*** Opening GIVEN RECORDS ***

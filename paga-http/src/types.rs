//! Typed response bodies for the Business API.
//!
//! Every response carries at least `responseCode` (`0` means success) and a
//! provider-supplied `message`. Operation-specific fields are optional on
//! the wire; the provider omits them on failure responses.

use serde::{Deserialize, Serialize};
use serde_json::Value;

/// Response to an `accountBalance` call.
#[derive(Debug, Clone, PartialEq, Serialize, Deserialize)]
#[serde(rename_all = "camelCase")]
pub struct BalanceResponse {
    /// Provider response code; `0` on success.
    pub response_code: i64,

    /// Provider-supplied message text.
    #[serde(default, skip_serializing_if = "Option::is_none")]
    pub message: Option<String>,

    /// Total balance on the account.
    #[serde(default, skip_serializing_if = "Option::is_none")]
    pub total_balance: Option<f64>,

    /// Balance available for spending.
    #[serde(default, skip_serializing_if = "Option::is_none")]
    pub available_balance: Option<f64>,

    /// ISO currency code (e.g. `"NGN"`).
    #[serde(default, skip_serializing_if = "Option::is_none")]
    pub currency: Option<String>,

    /// UTC timestamp the balance was computed at.
    #[serde(
        default,
        rename = "balanceDateTimeUTC",
        skip_serializing_if = "Option::is_none"
    )]
    pub balance_date_time_utc: Option<String>,
}

/// Response to a `getFundingSources` call.
#[derive(Debug, Clone, PartialEq, Serialize, Deserialize)]
#[serde(rename_all = "camelCase")]
pub struct FundingSourcesResponse {
    /// Provider response code; `0` on success.
    pub response_code: i64,

    /// Provider-supplied message text.
    #[serde(default, skip_serializing_if = "Option::is_none")]
    pub message: Option<String>,

    /// Funding sources available to the account. Shape is provider-defined.
    #[serde(default, skip_serializing_if = "Option::is_none")]
    pub sources: Option<Value>,
}

/// Response to a `getBanks` call.
#[derive(Debug, Clone, PartialEq, Serialize, Deserialize)]
#[serde(rename_all = "camelCase")]
pub struct BankListResponse {
    /// Provider response code; `0` on success.
    pub response_code: i64,

    /// Provider-supplied message text.
    #[serde(default, skip_serializing_if = "Option::is_none")]
    pub message: Option<String>,

    /// Known banks.
    #[serde(default)]
    pub banks: Vec<Bank>,
}

/// A bank entry in a [`BankListResponse`].
#[derive(Debug, Clone, PartialEq, Eq, Serialize, Deserialize)]
#[serde(rename_all = "camelCase")]
pub struct Bank {
    /// Display name of the bank.
    pub name: String,
    /// Provider-assigned identifier used in subsequent calls.
    pub uuid: String,
}

#[cfg(test)]
mod tests {
    use super::*;
    use serde_json::json;

    #[test]
    fn balance_response_round_trips_wire_names() {
        let payload = json!({
            "responseCode": 0,
            "message": "success",
            "totalBalance": 100.0,
            "availableBalance": 95.5,
            "currency": "NGN",
            "balanceDateTimeUTC": "2024-01-01T00:00:00Z",
        });
        let response: BalanceResponse = serde_json::from_value(payload).unwrap();
        assert_eq!(response.response_code, 0);
        assert_eq!(response.total_balance, Some(100.0));
        assert_eq!(response.balance_date_time_utc.as_deref(), Some("2024-01-01T00:00:00Z"));
    }

    #[test]
    fn failure_response_parses_without_balance_fields() {
        let payload = json!({"responseCode": 13, "message": "account not linked"});
        let response: BalanceResponse = serde_json::from_value(payload).unwrap();
        assert_eq!(response.response_code, 13);
        assert!(response.total_balance.is_none());
    }

    #[test]
    fn bank_list_parses_entries() {
        let payload = json!({
            "responseCode": 0,
            "banks": [{"name": "First Bank", "uuid": "a1b2"}],
        });
        let response: BankListResponse = serde_json::from_value(payload).unwrap();
        assert_eq!(response.banks.len(), 1);
        assert_eq!(response.banks[0].uuid, "a1b2");
    }
}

*** Closing GIVEN RECORDS ***

*EXERCISE GOAL*
All the data needs repeating. Return it exactly.

*FINAL ANSWER*
filename paga-http/src/types.rs
//! Typed response bodies for the Business API.
//!
//! Every response carries at least `responseCode` (`0` means success) and a
//! provider-supplied `message`. Operation-specific fields are optional on
//! the wire; the provider omits them on failure responses.

use serde::{Deserialize, Serialize};
use serde_json::Value;

/// Response to an `accountBalance` call.
#[derive(Debug, Clone, PartialEq, Serialize, Deserialize)]
#[serde(rename_all = "camelCase")]
pub struct BalanceResponse {
    /// Provider response code; `0` on success.
    pub response_code: i64,

    /// Provider-supplied message text.
    #[serde(default, skip_serializing_if = "Option::is_none")]
    pub message: Option<String>,

    /// Total balance on the account.
    #[serde(default, skip_serializing_if = "Option::is_none")]
    pub total_balance: Option<f64>,

    /// Balance available for spending.
    #[serde(default, skip_serializing_if = "Option::is_none")]
    pub available_balance: Option<f64>,

    /// ISO currency code (e.g. `"NGN"`).
    #[serde(default, skip_serializing_if = "Option::is_none")]
    pub currency: Option<String>,

    /// UTC timestamp the balance was computed at.
    #[serde(
        default,
        rename = "balanceDateTimeUTC",
        skip_serializing_if = "Option::is_none"
    )]
    pub balance_date_time_utc: Option<String>,
}

/// Response to a `getFundingSources` call.
#[derive(Debug, Clone, PartialEq, Serialize, Deserialize)]
#[serde(rename_all = "camelCase")]
pub struct FundingSourcesResponse {
    /// Provider response code; `0` on success.
    pub response_code: i64,

    /// Provider-supplied message text.
    #[serde(default, skip_serializing_if = "Option::is_none")]
    pub message: Option<String>,

    /// Funding sources available to the account. Shape is provider-defined.
    #[serde(default, skip_serializing_if = "Option::is_none")]
    pub sources: Option<Value>,
}

/// Response to a `getBanks` call.
#[derive(Debug, Clone, PartialEq, Serialize, Deserialize)]
#[serde(rename_all = "camelCase")]
pub struct BankListResponse {
    /// Provider response code; `0` on success.
    pub response_code: i64,

    /// Provider-supplied message text.
    #[serde(default, skip_serializing_if = "Option::is_none")]
    pub message: Option<String>,

    /// Known banks.
    #[serde(default)]
    pub banks: Vec<Bank>,
}

/// A bank entry in a [`BankListResponse`].
#[derive(Debug, Clone, PartialEq, Eq, Serialize, Deserialize)]
#[serde(rename_all = "camelCase")]
pub struct Bank {
    /// Display name of the bank.
    pub name: String,
    /// Provider-assigned identifier used in subsequent calls.
    pub uuid: String,
}

#[cfg(test)]
mod tests {
    use super::*;
    use serde_json::json;

    #[test]
    fn balance_response_round_trips_wire_names() {
        let payload = json!({
            "responseCode": 0,
            "message": "success",
            "totalBalance": 100.0,
            "availableBalance": 95.5,
            "currency": "NGN",
            "balanceDateTimeUTC": "2024-01-01T00:00:00Z",
        });
        let response: BalanceResponse = serde_json::from_value(payload).unwrap();
        assert_eq!(response.response_code, 0);
        assert_eq!(response.total_balance, Some(100.0));
        assert_eq!(response.balance_date_time_utc.as_deref(), Some("2024-01-01T00:00:00Z"));
    }

    #[test]
    fn failure_response_parses_without_balance_fields() {
        let payload = json!({"responseCode": 13, "message": "account not linked"});
        let response: BalanceResponse = serde_json::from_value(payload).unwrap();
        assert_eq!(response.response_code, 13);
        assert!(response.total_balance.is_none());
    }

    #[test]
    fn bank_list_parses_entries() {
        let payload = json!({
            "responseCode": 0,
            "banks": [{"name": "First Bank", "uuid": "a1b2"}],
        });
        let response: BankListResponse = serde_json::from_value(payload).unwrap();
        assert_eq!(response.banks.len(), 1);
        assert_eq!(response.banks[0].uuid, "a1b2");
    }
}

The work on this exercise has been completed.